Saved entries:
====================

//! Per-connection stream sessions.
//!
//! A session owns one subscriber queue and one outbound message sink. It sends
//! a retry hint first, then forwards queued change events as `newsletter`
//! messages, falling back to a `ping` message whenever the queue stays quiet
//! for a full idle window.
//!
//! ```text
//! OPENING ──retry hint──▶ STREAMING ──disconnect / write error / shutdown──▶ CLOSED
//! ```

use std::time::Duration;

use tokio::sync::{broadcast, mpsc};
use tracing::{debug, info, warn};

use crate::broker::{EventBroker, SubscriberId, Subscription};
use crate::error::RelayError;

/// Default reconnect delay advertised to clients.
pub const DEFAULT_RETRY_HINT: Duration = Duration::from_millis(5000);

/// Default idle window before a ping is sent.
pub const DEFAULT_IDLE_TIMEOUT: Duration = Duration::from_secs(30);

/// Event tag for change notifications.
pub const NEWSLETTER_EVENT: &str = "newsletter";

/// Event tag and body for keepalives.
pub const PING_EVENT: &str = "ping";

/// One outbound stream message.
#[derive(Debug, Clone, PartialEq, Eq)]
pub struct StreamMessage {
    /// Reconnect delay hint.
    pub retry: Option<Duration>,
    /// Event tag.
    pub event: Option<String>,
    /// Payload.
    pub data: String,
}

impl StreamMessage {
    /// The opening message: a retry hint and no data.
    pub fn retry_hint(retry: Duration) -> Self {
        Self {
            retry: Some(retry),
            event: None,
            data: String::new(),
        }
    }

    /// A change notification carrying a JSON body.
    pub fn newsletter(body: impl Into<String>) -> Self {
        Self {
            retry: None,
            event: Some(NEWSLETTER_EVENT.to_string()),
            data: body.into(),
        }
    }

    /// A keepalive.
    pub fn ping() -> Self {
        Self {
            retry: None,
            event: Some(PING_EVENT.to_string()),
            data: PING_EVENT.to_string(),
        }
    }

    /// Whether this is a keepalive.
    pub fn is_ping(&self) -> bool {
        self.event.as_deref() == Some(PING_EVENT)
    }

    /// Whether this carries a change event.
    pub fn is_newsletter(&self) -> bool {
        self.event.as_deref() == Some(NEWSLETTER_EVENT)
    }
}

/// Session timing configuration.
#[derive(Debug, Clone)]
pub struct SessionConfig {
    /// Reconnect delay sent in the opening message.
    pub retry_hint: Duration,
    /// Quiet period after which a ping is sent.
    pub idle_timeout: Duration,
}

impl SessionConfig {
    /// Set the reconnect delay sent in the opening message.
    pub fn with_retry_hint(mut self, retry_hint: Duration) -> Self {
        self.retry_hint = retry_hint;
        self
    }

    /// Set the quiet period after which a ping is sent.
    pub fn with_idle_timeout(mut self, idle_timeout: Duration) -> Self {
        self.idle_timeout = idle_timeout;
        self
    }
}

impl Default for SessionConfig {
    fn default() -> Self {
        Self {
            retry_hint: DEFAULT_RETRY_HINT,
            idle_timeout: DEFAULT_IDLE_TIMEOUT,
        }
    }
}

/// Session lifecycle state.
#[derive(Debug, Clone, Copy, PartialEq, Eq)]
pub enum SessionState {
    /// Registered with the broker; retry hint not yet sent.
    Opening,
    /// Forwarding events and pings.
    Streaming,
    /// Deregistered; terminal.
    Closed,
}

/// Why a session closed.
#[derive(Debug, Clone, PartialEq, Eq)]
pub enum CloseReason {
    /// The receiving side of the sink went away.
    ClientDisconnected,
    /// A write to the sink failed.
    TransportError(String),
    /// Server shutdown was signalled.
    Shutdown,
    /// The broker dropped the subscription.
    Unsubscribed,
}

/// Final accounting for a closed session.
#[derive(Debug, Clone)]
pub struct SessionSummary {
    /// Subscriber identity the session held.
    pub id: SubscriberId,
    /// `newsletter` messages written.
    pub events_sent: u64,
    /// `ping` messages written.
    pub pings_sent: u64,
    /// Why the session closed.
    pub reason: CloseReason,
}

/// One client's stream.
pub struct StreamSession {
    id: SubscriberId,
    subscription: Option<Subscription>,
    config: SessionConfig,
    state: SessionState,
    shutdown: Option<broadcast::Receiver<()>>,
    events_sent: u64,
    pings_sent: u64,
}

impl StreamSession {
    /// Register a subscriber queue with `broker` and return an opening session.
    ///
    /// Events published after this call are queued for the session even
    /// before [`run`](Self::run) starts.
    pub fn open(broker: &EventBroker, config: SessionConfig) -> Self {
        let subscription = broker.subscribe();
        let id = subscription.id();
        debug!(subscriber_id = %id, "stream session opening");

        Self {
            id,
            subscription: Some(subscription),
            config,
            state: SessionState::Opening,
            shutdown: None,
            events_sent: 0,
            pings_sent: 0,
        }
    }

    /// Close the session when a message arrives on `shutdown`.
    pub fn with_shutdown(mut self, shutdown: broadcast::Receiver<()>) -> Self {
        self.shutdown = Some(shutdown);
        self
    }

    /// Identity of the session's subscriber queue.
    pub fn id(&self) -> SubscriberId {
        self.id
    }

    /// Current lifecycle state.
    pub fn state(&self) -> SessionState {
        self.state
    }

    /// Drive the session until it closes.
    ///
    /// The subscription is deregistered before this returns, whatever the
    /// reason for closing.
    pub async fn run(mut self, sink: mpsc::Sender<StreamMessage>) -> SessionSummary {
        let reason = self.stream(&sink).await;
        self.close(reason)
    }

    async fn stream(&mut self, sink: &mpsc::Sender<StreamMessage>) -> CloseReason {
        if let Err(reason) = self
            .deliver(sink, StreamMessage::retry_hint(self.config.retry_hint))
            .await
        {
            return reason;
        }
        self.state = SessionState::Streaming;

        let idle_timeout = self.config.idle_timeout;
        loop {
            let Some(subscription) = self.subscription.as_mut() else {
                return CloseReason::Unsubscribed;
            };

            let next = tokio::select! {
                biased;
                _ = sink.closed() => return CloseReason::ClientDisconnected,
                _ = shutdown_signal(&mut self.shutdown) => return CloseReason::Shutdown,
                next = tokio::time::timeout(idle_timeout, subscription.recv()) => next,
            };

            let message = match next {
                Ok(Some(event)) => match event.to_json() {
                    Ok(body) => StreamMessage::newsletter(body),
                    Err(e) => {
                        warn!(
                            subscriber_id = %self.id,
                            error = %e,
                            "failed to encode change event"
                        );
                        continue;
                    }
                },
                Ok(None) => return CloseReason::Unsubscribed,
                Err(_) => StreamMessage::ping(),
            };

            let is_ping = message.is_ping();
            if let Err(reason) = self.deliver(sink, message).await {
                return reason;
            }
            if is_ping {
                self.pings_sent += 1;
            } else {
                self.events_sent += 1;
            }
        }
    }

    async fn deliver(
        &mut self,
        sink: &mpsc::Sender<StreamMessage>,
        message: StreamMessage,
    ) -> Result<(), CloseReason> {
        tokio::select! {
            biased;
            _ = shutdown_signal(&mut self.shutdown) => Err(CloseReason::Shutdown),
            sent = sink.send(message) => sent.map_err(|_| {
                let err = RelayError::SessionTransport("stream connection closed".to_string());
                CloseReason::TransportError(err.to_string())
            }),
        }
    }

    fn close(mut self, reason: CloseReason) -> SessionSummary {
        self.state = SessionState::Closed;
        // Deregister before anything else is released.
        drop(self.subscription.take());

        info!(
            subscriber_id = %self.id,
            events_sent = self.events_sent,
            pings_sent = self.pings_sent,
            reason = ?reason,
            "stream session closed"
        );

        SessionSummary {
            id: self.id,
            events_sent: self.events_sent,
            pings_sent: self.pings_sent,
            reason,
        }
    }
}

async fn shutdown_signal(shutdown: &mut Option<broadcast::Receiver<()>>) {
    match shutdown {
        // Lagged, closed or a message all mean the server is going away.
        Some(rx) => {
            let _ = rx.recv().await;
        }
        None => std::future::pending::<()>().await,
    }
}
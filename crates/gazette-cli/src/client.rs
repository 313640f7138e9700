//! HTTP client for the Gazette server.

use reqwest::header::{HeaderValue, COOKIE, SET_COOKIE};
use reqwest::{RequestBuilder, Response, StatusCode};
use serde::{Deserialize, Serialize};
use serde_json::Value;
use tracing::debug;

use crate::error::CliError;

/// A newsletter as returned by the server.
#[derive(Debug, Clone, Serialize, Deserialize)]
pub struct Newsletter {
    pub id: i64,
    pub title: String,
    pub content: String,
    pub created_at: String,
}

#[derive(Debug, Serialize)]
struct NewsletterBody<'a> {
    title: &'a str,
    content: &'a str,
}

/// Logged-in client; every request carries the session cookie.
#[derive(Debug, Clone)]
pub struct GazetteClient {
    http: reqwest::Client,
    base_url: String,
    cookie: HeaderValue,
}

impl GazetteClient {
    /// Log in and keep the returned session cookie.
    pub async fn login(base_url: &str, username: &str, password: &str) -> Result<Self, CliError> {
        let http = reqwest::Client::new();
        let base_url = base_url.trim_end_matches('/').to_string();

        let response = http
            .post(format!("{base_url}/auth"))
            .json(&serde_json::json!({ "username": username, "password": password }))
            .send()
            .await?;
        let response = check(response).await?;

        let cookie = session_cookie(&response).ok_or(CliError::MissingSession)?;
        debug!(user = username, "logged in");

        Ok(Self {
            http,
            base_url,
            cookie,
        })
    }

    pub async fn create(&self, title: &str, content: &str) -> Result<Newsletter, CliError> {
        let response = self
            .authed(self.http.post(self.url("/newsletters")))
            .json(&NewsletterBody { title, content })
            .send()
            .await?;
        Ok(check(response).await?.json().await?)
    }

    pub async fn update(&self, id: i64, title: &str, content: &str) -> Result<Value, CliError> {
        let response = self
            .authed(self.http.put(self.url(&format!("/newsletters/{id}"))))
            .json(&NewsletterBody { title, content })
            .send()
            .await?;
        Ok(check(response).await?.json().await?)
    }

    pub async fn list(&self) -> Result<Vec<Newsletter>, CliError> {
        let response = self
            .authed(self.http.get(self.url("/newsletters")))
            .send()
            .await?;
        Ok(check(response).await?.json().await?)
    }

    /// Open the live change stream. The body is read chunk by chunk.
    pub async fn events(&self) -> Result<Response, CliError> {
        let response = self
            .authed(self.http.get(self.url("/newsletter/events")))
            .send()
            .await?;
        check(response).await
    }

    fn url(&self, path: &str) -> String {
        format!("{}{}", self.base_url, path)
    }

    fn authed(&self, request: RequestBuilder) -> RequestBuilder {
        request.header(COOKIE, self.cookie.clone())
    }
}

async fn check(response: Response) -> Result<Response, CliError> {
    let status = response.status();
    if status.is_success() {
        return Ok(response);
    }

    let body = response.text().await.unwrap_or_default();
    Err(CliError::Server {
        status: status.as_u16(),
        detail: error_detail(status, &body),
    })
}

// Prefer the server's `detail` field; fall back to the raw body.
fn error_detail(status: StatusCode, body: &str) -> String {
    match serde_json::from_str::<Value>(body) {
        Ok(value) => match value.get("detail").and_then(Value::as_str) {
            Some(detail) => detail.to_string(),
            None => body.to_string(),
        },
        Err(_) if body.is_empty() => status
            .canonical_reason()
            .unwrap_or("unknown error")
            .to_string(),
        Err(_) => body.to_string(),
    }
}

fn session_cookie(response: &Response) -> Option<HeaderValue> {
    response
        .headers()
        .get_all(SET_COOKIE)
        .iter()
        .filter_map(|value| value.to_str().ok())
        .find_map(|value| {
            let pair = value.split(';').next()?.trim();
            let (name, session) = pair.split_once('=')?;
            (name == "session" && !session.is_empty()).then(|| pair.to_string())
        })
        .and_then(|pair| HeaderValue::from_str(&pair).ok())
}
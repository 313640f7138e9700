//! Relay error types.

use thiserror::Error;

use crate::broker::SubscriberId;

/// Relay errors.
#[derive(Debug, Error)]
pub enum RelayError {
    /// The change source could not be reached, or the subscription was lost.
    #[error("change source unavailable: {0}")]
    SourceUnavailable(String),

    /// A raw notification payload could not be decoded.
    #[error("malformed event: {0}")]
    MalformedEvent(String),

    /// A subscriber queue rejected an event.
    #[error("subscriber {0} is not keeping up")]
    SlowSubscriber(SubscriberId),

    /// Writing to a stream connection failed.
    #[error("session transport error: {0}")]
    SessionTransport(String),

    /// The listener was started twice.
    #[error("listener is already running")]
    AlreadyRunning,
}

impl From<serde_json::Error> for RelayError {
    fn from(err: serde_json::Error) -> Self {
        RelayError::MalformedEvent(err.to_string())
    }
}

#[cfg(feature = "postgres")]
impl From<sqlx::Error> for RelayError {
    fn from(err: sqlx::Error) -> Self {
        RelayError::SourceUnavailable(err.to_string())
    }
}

====================

# Aim of the task
Your reply is one number: how many lines of the records above contain the word "Unsubscribed".

# Your response
3